Description of the task: Please restate the data word for word.

Available data:
□ □ □
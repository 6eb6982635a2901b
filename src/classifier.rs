//! Structure classification
//!
//! Classification is a pure function over a [`CampaignDirectory`] snapshot.
//! The rules live in a fixed-priority table ([`RULES`]); the first matching
//! rule decides the verdict, and every rule that fired is recorded as
//! evidence so skip notices can name exactly what was seen.

use crate::campaign::CampaignDirectory;
use serde::Serialize;

/// The classifier's structural judgment about a campaign
#[derive(Debug, Clone, Copy, PartialEq, Eq, Serialize)]
#[serde(rename_all = "kebab-case")]
pub enum Verdict {
    /// Passive assets, optionally behind a single entry-point script
    Static,
    /// Entry-point script plus further server-side scripts, no framework
    DynamicSimple,
    /// Framework bootstrap structure; never auto-configured
    FrameworkLike,
    /// No recognized entry point; needs manual review
    Unknown,
}

impl Verdict {
    /// Verdicts that route to config synthesis
    pub fn is_deployable(&self) -> bool {
        matches!(self, Verdict::Static | Verdict::DynamicSimple)
    }

    pub fn as_str(&self) -> &'static str {
        match self {
            Verdict::Static => "static",
            Verdict::DynamicSimple => "dynamic-simple",
            Verdict::FrameworkLike => "framework-like",
            Verdict::Unknown => "unknown",
        }
    }
}

/// A verdict plus the evidence behind it
#[derive(Debug, Clone, Serialize)]
pub struct ClassificationVerdict {
    pub verdict: Verdict,
    /// Names of every rule that fired, in table order
    pub evidence: Vec<&'static str>,
    /// Human-readable reason, used verbatim in skip notices
    pub reason: String,
}

/// One classification rule: a name and a predicate over the snapshot
struct Rule {
    name: &'static str,
    verdict: Verdict,
    matches: fn(&CampaignDirectory) -> bool,
}

/// The rule table, in priority order. First match wins; later entries act
/// as tie-breakers for ambiguous structures.
const RULES: &[Rule] = &[
    Rule {
        name: "framework-bootstrap",
        verdict: Verdict::FrameworkLike,
        matches: |d| d.has_public_entry_point && (d.has_framework_dir || d.has_manifest),
    },
    Rule {
        name: "entry-point-with-scripts",
        verdict: Verdict::DynamicSimple,
        matches: |d| {
            d.top_level_entry_point.is_some()
                && !d.has_manifest
                && d.dynamic_file_count > usize::from(d.entry_point_is_dynamic)
        },
    },
    Rule {
        name: "entry-point-with-passive-assets",
        verdict: Verdict::Static,
        matches: |d| {
            d.top_level_entry_point.is_some()
                && !d.has_manifest
                && d.dynamic_file_count <= usize::from(d.entry_point_is_dynamic)
        },
    },
    Rule {
        name: "passive-assets-only",
        verdict: Verdict::Static,
        matches: |d| d.file_count > 0 && d.dynamic_file_count == 0 && !d.has_manifest,
    },
];

/// Classify one campaign snapshot.
pub fn classify(dir: &CampaignDirectory) -> ClassificationVerdict {
    let fired: Vec<&'static str> = RULES
        .iter()
        .filter(|r| (r.matches)(dir))
        .map(|r| r.name)
        .collect();

    let decided = RULES.iter().find(|r| (r.matches)(dir));

    match decided {
        Some(rule) => {
            let reason = match rule.verdict {
                Verdict::FrameworkLike => "framework bootstrap structure detected".to_string(),
                verdict => format!("{} structure matched rule '{}'", verdict.as_str(), rule.name),
            };
            ClassificationVerdict {
                verdict: rule.verdict,
                evidence: fired,
                reason,
            }
        }
        None => ClassificationVerdict {
            verdict: Verdict::Unknown,
            evidence: fired,
            reason: "no recognized entry point".to_string(),
        },
    }
}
□ □ □
Solution to the problem:
repository 6eb6982635a2901b
filename src/classifier.rs
//! Structure classification
//!
//! Classification is a pure function over a [`CampaignDirectory`] snapshot.
//! The rules live in a fixed-priority table ([`RULES`]); the first matching
//! rule decides the verdict, and every rule that fired is recorded as
//! evidence so skip notices can name exactly what was seen.

use crate::campaign::CampaignDirectory;
use serde::Serialize;

/// The classifier's structural judgment about a campaign
#[derive(Debug, Clone, Copy, PartialEq, Eq, Serialize)]
#[serde(rename_all = "kebab-case")]
pub enum Verdict {
    /// Passive assets, optionally behind a single entry-point script
    Static,
    /// Entry-point script plus further server-side scripts, no framework
    DynamicSimple,
    /// Framework bootstrap structure; never auto-configured
    FrameworkLike,
    /// No recognized entry point; needs manual review
    Unknown,
}

impl Verdict {
    /// Verdicts that route to config synthesis
    pub fn is_deployable(&self) -> bool {
        matches!(self, Verdict::Static | Verdict::DynamicSimple)
    }

    pub fn as_str(&self) -> &'static str {
        match self {
            Verdict::Static => "static",
            Verdict::DynamicSimple => "dynamic-simple",
            Verdict::FrameworkLike => "framework-like",
            Verdict::Unknown => "unknown",
        }
    }
}

/// A verdict plus the evidence behind it
#[derive(Debug, Clone, Serialize)]
pub struct ClassificationVerdict {
    pub verdict: Verdict,
    /// Names of every rule that fired, in table order
    pub evidence: Vec<&'static str>,
    /// Human-readable reason, used verbatim in skip notices
    pub reason: String,
}

/// One classification rule: a name and a predicate over the snapshot
struct Rule {
    name: &'static str,
    verdict: Verdict,
    matches: fn(&CampaignDirectory) -> bool,
}

/// The rule table, in priority order. First match wins; later entries act
/// as tie-breakers for ambiguous structures.
const RULES: &[Rule] = &[
    Rule {
        name: "framework-bootstrap",
        verdict: Verdict::FrameworkLike,
        matches: |d| d.has_public_entry_point && (d.has_framework_dir || d.has_manifest),
    },
    Rule {
        name: "entry-point-with-scripts",
        verdict: Verdict::DynamicSimple,
        matches: |d| {
            d.top_level_entry_point.is_some()
                && !d.has_manifest
                && d.dynamic_file_count > usize::from(d.entry_point_is_dynamic)
        },
    },
    Rule {
        name: "entry-point-with-passive-assets",
        verdict: Verdict::Static,
        matches: |d| {
            d.top_level_entry_point.is_some()
                && !d.has_manifest
                && d.dynamic_file_count <= usize::from(d.entry_point_is_dynamic)
        },
    },
    Rule {
        name: "passive-assets-only",
        verdict: Verdict::Static,
        matches: |d| d.file_count > 0 && d.dynamic_file_count == 0 && !d.has_manifest,
    },
];

/// Classify one campaign snapshot.
pub fn classify(dir: &CampaignDirectory) -> ClassificationVerdict {
    let fired: Vec<&'static str> = RULES
        .iter()
        .filter(|r| (r.matches)(dir))
        .map(|r| r.name)
        .collect();

    let decided = RULES.iter().find(|r| (r.matches)(dir));

    match decided {
        Some(rule) => {
            let reason = match rule.verdict {
                Verdict::FrameworkLike => "framework bootstrap structure detected".to_string(),
                verdict => format!("{} structure matched rule '{}'", verdict.as_str(), rule.name),
            };
            ClassificationVerdict {
                verdict: rule.verdict,
                evidence: fired,
                reason,
            }
        }
        None => ClassificationVerdict {
            verdict: Verdict::Unknown,
            evidence: fired,
            reason: "no recognized entry point".to_string(),
        },
    }
}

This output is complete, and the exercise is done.